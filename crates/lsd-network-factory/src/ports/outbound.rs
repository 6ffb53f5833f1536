//! # Outbound Ports
//!
//! Traits for the factory's external collaborators: the component deployer,
//! the chain clock and the event bus.

use crate::domain::entities::ComponentKind;
use crate::errors::DeployError;
use crate::events::EventEnvelope;
use async_trait::async_trait;
use lsd_shared_types::{Address, Hash};

/// Request to deploy one bundle component.
#[derive(Clone, Debug, PartialEq, Eq)]
pub struct DeployRequest {
    /// Deploying account (the factory).
    pub deployer: Address,
    /// Component kind.
    pub kind: ComponentKind,
    /// Logic template for proxied components.
    pub logic: Option<Address>,
    /// Per-network, per-kind salt.
    pub salt: Hash,
}

/// Request to mint a fresh identity token.
#[derive(Clone, Debug, PartialEq, Eq)]
pub struct TokenRequest {
    /// Deploying account (the factory).
    pub deployer: Address,
    /// Deployer nonce this mint consumes.
    pub nonce: u64,
    /// Token name.
    pub name: String,
    /// Token symbol.
    pub symbol: String,
}

/// Deploys components and tokens.
///
/// Implementations must not retain anything about a request they answered:
/// the factory may discard the result if a later step of the same creation
/// fails.
pub trait ComponentDeployer: Send + Sync {
    /// Deploy a component, returning its address.
    fn deploy(&self, request: &DeployRequest) -> Result<Address, DeployError>;

    /// Mint a token, returning its address.
    fn mint_token(&self, request: &TokenRequest) -> Result<Address, DeployError>;
}

/// Read-only view of the chain the factory runs on.
pub trait ChainContext: Send + Sync {
    /// Current block number.
    fn block_number(&self) -> u64;

    /// Current timestamp in seconds.
    fn timestamp(&self) -> u64;
}

/// Sink for committed factory events.
#[async_trait]
pub trait FactoryEventPublisher: Send + Sync {
    /// Publish an event. Returns the number of subscribers reached.
    async fn publish(&self, envelope: EventEnvelope) -> usize;

    /// Total events published.
    fn events_published(&self) -> u64;
}
//! Shared fixtures for the integration flows.

use async_trait::async_trait;
use lsd_network_factory::{
    DeterministicDeployer, EventEnvelope, FactoryEventPublisher, FactoryServiceConfig,
    InMemoryFactoryBus, InitializeParams, LogicTemplates, ManualChainContext, NetworkFactoryApi,
    NetworkFactoryService,
};
use lsd_shared_types::Address;
use lsd_telemetry::{init_telemetry, TelemetryConfig};
use parking_lot::Mutex;
use std::sync::Arc;

/// Factory wired to the deterministic deployer, a manual clock and an in-memory bus.
pub type TestFactory =
    NetworkFactoryService<DeterministicDeployer, ManualChainContext, InMemoryFactoryBus>;

/// Factory admin.
pub const ADMIN: Address = Address::repeat_byte(0xad);

/// Default creator.
pub const CREATOR: Address = Address::repeat_byte(0xc1);

/// Network admin handed to created bundles.
pub const NETWORK_ADMIN: Address = Address::repeat_byte(0xa0);

/// External deposit target.
pub const DEPOSIT_TARGET: Address = Address::repeat_byte(0xde);

/// Voter `n`.
pub fn voter(n: u8) -> Address {
    Address::repeat_byte(n)
}

/// One template per proxied component.
pub fn templates() -> LogicTemplates {
    LogicTemplates {
        fee_pool: Address::repeat_byte(0x11),
        network_balances: Address::repeat_byte(0x12),
        network_proposal: Address::repeat_byte(0x13),
        node_deposit: Address::repeat_byte(0x14),
        user_deposit: Address::repeat_byte(0x15),
        network_withdraw: Address::repeat_byte(0x16),
    }
}

/// Parameters for `initialize`.
pub fn init_params() -> InitializeParams {
    InitializeParams {
        admin: ADMIN,
        external_deposit_target: DEPOSIT_TARGET,
        logic_templates: templates(),
    }
}

/// Handles a test needs around a factory.
pub struct Harness {
    /// The factory.
    pub factory: Arc<TestFactory>,
    /// Its clock.
    pub chain: Arc<ManualChainContext>,
    /// Its event bus.
    pub bus: Arc<InMemoryFactoryBus>,
}

/// Uninitialized factory using `deployer`.
pub fn harness_with(deployer: DeterministicDeployer) -> Harness {
    let chain = Arc::new(ManualChainContext::new(1, 1_700_000_000));
    let bus = Arc::new(InMemoryFactoryBus::with_capacity(256));
    let factory = Arc::new(NetworkFactoryService::new(
        FactoryServiceConfig::for_testing(),
        Arc::new(deployer),
        chain.clone(),
        bus.clone(),
    ));
    Harness {
        factory,
        chain,
        bus,
    }
}

/// Initialized factory with the default deployer.
pub async fn initialized() -> Harness {
    let harness = harness_with(DeterministicDeployer::new());
    harness
        .factory
        .initialize(ADMIN, init_params())
        .await
        .expect("initialize");
    harness
}

/// Publisher that keeps every envelope it is handed.
#[derive(Default)]
pub struct RecordingPublisher {
    envelopes: Mutex<Vec<EventEnvelope>>,
}

impl RecordingPublisher {
    /// Everything published so far, in publish order.
    pub fn envelopes(&self) -> Vec<EventEnvelope> {
        self.envelopes.lock().clone()
    }
}

#[async_trait]
impl FactoryEventPublisher for RecordingPublisher {
    async fn publish(&self, envelope: EventEnvelope) -> usize {
        self.envelopes.lock().push(envelope);
        1
    }

    fn events_published(&self) -> u64 {
        self.envelopes.lock().len() as u64
    }
}

/// Quiet log subscriber for tests that want `RUST_LOG` output.
pub fn init_test_logging() {
    let config = TelemetryConfig {
        console_output: std::env::var("RUST_LOG").is_ok(),
        ..TelemetryConfig::for_service("lsd-tests")
    };
    // Another test may have installed it already
    let _ = init_telemetry(&config);
}
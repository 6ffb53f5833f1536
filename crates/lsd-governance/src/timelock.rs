//! # Timelock Controller
//!
//! Time-delayed admin for networks created with a timelock. Any controller
//! may schedule an admin action; it becomes executable once `min_delay`
//! seconds have passed and runs at most once. There is no cancel path.

use crate::errors::GovernanceError;
use crate::voting::ActionId;
use lsd_shared_types::Address;
use serde::{Deserialize, Serialize};
use std::collections::{BTreeMap, BTreeSet};

/// Delay-enforcing admin component.
#[derive(Clone, Debug, Serialize, Deserialize)]
pub struct TimelockController {
    address: Address,
    min_delay: u64,
    controllers: Vec<Address>,
    /// Pending actions and the timestamp they become executable.
    scheduled: BTreeMap<ActionId, u64>,
    executed: BTreeSet<ActionId>,
}

impl TimelockController {
    /// Create a controller at `address`.
    ///
    /// `delay` is signed so callers forwarding untrusted input get a typed
    /// rejection instead of a wrapped value.
    pub fn new(address: Address, delay: i64, controllers: Vec<Address>) -> Result<Self, GovernanceError> {
        let min_delay = validate_delay(delay)?;
        if controllers.is_empty() {
            return Err(GovernanceError::EmptyTimelockControllers);
        }
        if let Some(zero) = controllers.iter().find(|c| c.is_zero()) {
            return Err(GovernanceError::InvalidController(*zero));
        }

        Ok(Self {
            address,
            min_delay,
            controllers,
            scheduled: BTreeMap::new(),
            executed: BTreeSet::new(),
        })
    }

    /// Address of this component.
    pub fn address(&self) -> Address {
        self.address
    }

    /// Mandatory delay in seconds.
    pub fn min_delay(&self) -> u64 {
        self.min_delay
    }

    /// Identities allowed to schedule and execute.
    pub fn controllers(&self) -> &[Address] {
        &self.controllers
    }

    /// Whether `identity` is a controller.
    pub fn is_controller(&self, identity: &Address) -> bool {
        self.controllers.contains(identity)
    }

    /// Timestamp at which a scheduled action unlocks.
    pub fn ready_at(&self, action_id: &ActionId) -> Option<u64> {
        self.scheduled.get(action_id).copied()
    }

    /// Whether `action_id` may execute at `now`.
    pub fn is_ready(&self, action_id: &ActionId, now: u64) -> bool {
        self.ready_at(action_id).is_some_and(|ready_at| now >= ready_at)
    }

    /// Whether `action_id` already executed.
    pub fn is_executed(&self, action_id: &ActionId) -> bool {
        self.executed.contains(action_id)
    }

    /// Queue `action_id`. Returns the unlock timestamp.
    pub fn schedule(&mut self, caller: Address, action_id: ActionId, now: u64) -> Result<u64, GovernanceError> {
        self.ensure_controller(caller)?;
        if self.executed.contains(&action_id) {
            return Err(GovernanceError::ActionAlreadyExecuted(action_id));
        }
        if self.scheduled.contains_key(&action_id) {
            return Err(GovernanceError::ActionAlreadyScheduled(action_id));
        }

        let ready_at = now.saturating_add(self.min_delay);
        self.scheduled.insert(action_id, ready_at);
        Ok(ready_at)
    }

    /// Release `action_id` for execution. Succeeds once, after the delay.
    pub fn execute(&mut self, caller: Address, action_id: ActionId, now: u64) -> Result<(), GovernanceError> {
        self.ensure_controller(caller)?;
        if self.executed.contains(&action_id) {
            return Err(GovernanceError::ActionAlreadyExecuted(action_id));
        }
        let ready_at = self
            .ready_at(&action_id)
            .ok_or(GovernanceError::ActionNotScheduled(action_id))?;
        if now < ready_at {
            return Err(GovernanceError::ActionNotReady { ready_at, now });
        }

        self.scheduled.remove(&action_id);
        self.executed.insert(action_id);
        Ok(())
    }

    fn ensure_controller(&self, caller: Address) -> Result<(), GovernanceError> {
        if self.is_controller(&caller) {
            Ok(())
        } else {
            Err(GovernanceError::Unauthorized(caller))
        }
    }
}

/// Reject negative delays; return the delay as seconds.
pub fn validate_delay(delay: i64) -> Result<u64, GovernanceError> {
    u64::try_from(delay).map_err(|_| GovernanceError::InvalidDelay(delay))
}
//! # Network Factory Service
//!
//! Implements `NetworkFactoryApi` over the outbound ports.
//!
//! ## Ordering
//!
//! Every operation runs under one exclusive lock over `FactoryState`, so
//! operations are totally ordered. A creation stages the whole network
//! (token, components, bind, governance) against committed state and then
//! commits it in one step; any failure before the commit leaves no registry
//! entry, no creator-list entry, no nonce advance and no event.
//!
//! ## Security
//!
//! - The caller is an explicit argument taken from the request envelope
//! - Admin operations compare the caller with the configured admin only

use crate::adapters::{DeterministicDeployer, InMemoryFactoryBus, SystemChainContext};
use crate::config::FactoryServiceConfig;
use crate::domain::{
    invariant_non_zero, invariant_templates_complete, invariant_token_metadata,
    invariant_voter_limit, AdminSpec, BundleBuilder, BundleRequest, FactoryConfig, IdentityToken,
    InitializeParams, InstanceBundle, LogicTemplates, Registry, StagedNetwork,
};
use crate::errors::FactoryError;
use crate::events::{EventEnvelope, FactoryEvent, NetworkCreatedPayload};
use crate::metrics;
use crate::ports::inbound::{NetworkFactoryApi, TimelockParams};
use crate::ports::outbound::{ChainContext, ComponentDeployer, FactoryEventPublisher, TokenRequest};

use async_trait::async_trait;
use lsd_governance::{
    validate_voter_set, ActionId, TimelockController, VoteOutcome, VoterGovernance,
};
use lsd_shared_types::Address;
use std::collections::BTreeMap;
use std::sync::Arc;
use tokio::sync::Mutex;
use tracing::{debug, info, instrument, warn};

/// Statistics for the factory service.
#[derive(Debug, Default, Clone, PartialEq, Eq)]
pub struct FactoryStats {
    /// Networks created.
    pub networks_created: u64,
    /// Operations rejected with an error.
    pub rejected_operations: u64,
    /// Governance votes accepted.
    pub votes_cast: u64,
}

/// Everything the factory owns. Guarded by one lock.
#[derive(Debug, Default)]
struct FactoryState {
    config: Option<FactoryConfig>,
    registry: Registry,
    /// Governance components keyed by their address.
    governances: BTreeMap<Address, VoterGovernance>,
    /// Timelock controllers keyed by their address.
    timelocks: BTreeMap<Address, TimelockController>,
    /// Deployer nonce for token mints.
    nonce: u64,
    /// Sequence of the last published event.
    sequence: u64,
}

────────────────

# Task brief:
Scan the entries above for the line containing "pub fn min_delay(&self)", and copy it and all lines after it exactly, down to and including the line containing "is a controller.".

# Solution to this problem:
    pub fn min_delay(&self) -> u64 {
        self.min_delay
    }

    /// Identities allowed to schedule and execute.
    pub fn controllers(&self) -> &[Address] {
        &self.controllers
    }

    /// Whether `identity` is a controller.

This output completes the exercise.